Contemporary large language models (LLMs) demonstrate strong proficiency in widely used programming languages, such as Python and Java. However, generalization degrades significantly when these models are applied to niche, legacy, or environment-constrained languages. In these out-of-distribution (OOD) environments, training data is sparse, expertise is retiring, and verification is difficult.
Scaling model parameters alone does not resolve data scarcity. At Cosine, we treat this as an engineering problem. Rather than relying on static, human-annotated datasets, we have architected an automated synthetic data pipeline that produces executable, verifiable training trajectories grounded in deterministic execution.
Global infrastructure
Standard code-generation benchmarks disproportionately sample from modern web and data-science stacks.

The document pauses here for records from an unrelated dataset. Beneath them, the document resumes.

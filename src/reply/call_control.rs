use anyhow::{Context, Result};
use async_trait::async_trait;
use std::sync::Arc;
use std::time::Duration;
use tracing::info;

use crate::config::CallControlConfig;
use crate::error::{BridgeError, BridgeResult};

/// Replaces the live instruction set of an in-progress call
#[async_trait]
pub trait CallControl: Send + Sync {
    async fn update_call(&self, call_id: &str, twiml: &str) -> BridgeResult<()>;
}

/// Twilio REST `Calls` resource
#[derive(Debug, Clone)]
pub struct TwilioCallControl {
    http: reqwest::Client,
    api_base: String,
    account_sid: String,
    auth_token: String,
}

impl TwilioCallControl {
    pub fn new(
        api_base: impl Into<String>,
        account_sid: impl Into<String>,
        auth_token: impl Into<String>,
        request_timeout: Duration,
    ) -> Result<Self> {
        let http = reqwest::Client::builder()
            .timeout(request_timeout)
            .build()
            .context("failed to create call control client")?;

        Ok(Self {
            http,
            api_base: api_base.into().trim_end_matches('/').to_string(),
            account_sid: account_sid.into().trim().to_string(),
            auth_token: auth_token.into().trim().to_string(),
        })
    }

    /// `None` unless both account SID and auth token are configured
    pub fn from_config(config: &CallControlConfig) -> Result<Option<Self>> {
        let sid = config.account_sid.as_deref().map(str::trim).unwrap_or_default();
        let token = config.auth_token.as_deref().map(str::trim).unwrap_or_default();
        if sid.is_empty() || token.is_empty() {
            info!("Call control credentials not configured; replies will not be spoken");
            return Ok(None);
        }

        let client = Self::new(
            config.api_base.clone(),
            sid,
            token,
            Duration::from_secs(config.request_timeout_secs.max(1)),
        )?;
        Ok(Some(client))
    }

    fn call_url(&self, call_id: &str) -> String {
        format!(
            "{}/2010-04-01/Accounts/{}/Calls/{}.json",
            self.api_base, self.account_sid, call_id
        )
    }
}

#[async_trait]
impl CallControl for TwilioCallControl {
    async fn update_call(&self, call_id: &str, twiml: &str) -> BridgeResult<()> {
        let response = self
            .http
            .post(self.call_url(call_id))
            .basic_auth(&self.account_sid, Some(&self.auth_token))
            .form(&[("Twiml", twiml)])
            .send()
            .await?;

        let status = response.status();
        if !status.is_success() {
            let body = response.text().await.unwrap_or_default();
            return Err(BridgeError::Collaborator(format!(
                "call update for {} returned {}: {}",
                call_id, status, body
            )));
        }

        Ok(())
    }
}

pub fn call_control_from_config(config: &CallControlConfig) -> Result<Option<Arc<dyn CallControl>>> {
    Ok(TwilioCallControl::from_config(config)?.map(|client| Arc::new(client) as Arc<dyn CallControl>))
}
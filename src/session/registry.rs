use chrono::Utc;
use std::collections::HashMap;
use std::sync::Arc;
use std::time::Duration;
use tokio::sync::RwLock;
use tokio::task::JoinHandle;
use tracing::{debug, info};

use super::call::CallSession;

/// Process-wide map of call identifier → session
#[derive(Clone, Default)]
pub struct SessionRegistry {
    sessions: Arc<RwLock<HashMap<String, Arc<CallSession>>>>,
}

impl SessionRegistry {
    pub fn new() -> Self {
        Self::default()
    }

    /// Return the session for `call_id`, creating an empty one if absent
    ///
    /// Concurrent callers for the same identifier always receive the same record.
    pub async fn get_or_create(&self, call_id: &str) -> Arc<CallSession> {
        {
            let sessions = self.sessions.read().await;
            if let Some(session) = sessions.get(call_id) {
                return Arc::clone(session);
            }
        }

        let mut sessions = self.sessions.write().await;
        let session = sessions.entry(call_id.to_string()).or_insert_with(|| {
            info!("Creating call session: {}", call_id);
            Arc::new(CallSession::new(call_id))
        });
        Arc::clone(session)
    }

    pub async fn get(&self, call_id: &str) -> Option<Arc<CallSession>> {
        let sessions = self.sessions.read().await;
        sessions.get(call_id).cloned()
    }

    pub async fn len(&self) -> usize {
        self.sessions.read().await.len()
    }

    pub async fn is_empty(&self) -> bool {
        self.sessions.read().await.is_empty()
    }

    /// Drop sessions idle for longer than `ttl` that no live leg still references
    ///
    /// Returns the evicted call identifiers.
    pub async fn evict_idle(&self, ttl: Duration) -> Vec<String> {
        let ttl = chrono::Duration::from_std(ttl).unwrap_or_else(|_| chrono::Duration::days(36_500));
        let cutoff = Utc::now() - ttl;

        let mut sessions = self.sessions.write().await;
        let expired: Vec<String> = sessions
            .iter()
            .filter(|(_, session)| {
                Arc::strong_count(session) == 1 && session.last_activity() < cutoff
            })
            .map(|(call_id, _)| call_id.clone())
            .collect();

        for call_id in &expired {
            sessions.remove(call_id);
            info!("Evicted idle call session: {}", call_id);
        }

        expired
    }

    /// Periodically evict idle sessions. A zero `ttl` disables eviction.
    pub fn spawn_sweeper(&self, ttl: Duration, interval: Duration) -> Option<JoinHandle<()>> {
        if ttl.is_zero() {
            info!("Session eviction disabled; sessions live for the process lifetime");
            return None;
        }

        let registry = self.clone();
        let interval = interval.max(Duration::from_secs(1));

        Some(tokio::spawn(async move {
            let mut ticker = tokio::time::interval(interval);
            loop {
                ticker.tick().await;
                let evicted = registry.evict_idle(ttl).await;
                if !evicted.is_empty() {
                    debug!("Session sweep evicted {} session(s)", evicted.len());
                }
            }
        }))
    }
}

For instance, HumanEVAL and MBPP are exclusively Python-focused, whereas SWE-bench primarily evaluates models on GitHub issues in Python.
As models are optimized to score well on these specific benchmark tasks and because public scraping heavily favors the millions of open-source React and Node repositories, model performance is structurally skewed away from the languages that support critical industrial and financial infrastructure:
-
COBOL: Maintains ~90% of global financial interactions. The codebase spans an estimated 800 billion lines of code, while demographic data indicates that 65% of the active engineering workforce will retire by 2029, creating a massive impending knowledge gap.
-
ABAP: The proprietary language underpinning the SAP ecosystem, utilized by over 400,000 organizations. The impending 2027 maintenance deadline for legacy ECC systems necessitates large-scale automated migration to S/4HANA.
-
Verilog: The primary hardware description language for the semiconductor industry, which produces >1 trillion units annually.
These domains suffer from a severe lack of high-quality, publicly available token volume, necessitating a novel approach to dataset construction.
Characterizing language scarcity
A key challenge in this domain is that data scarcity is not a single phenomenon. We classify language constraints along four parameters: engineer availability, human data feasibility, verification complexity, and public data availability.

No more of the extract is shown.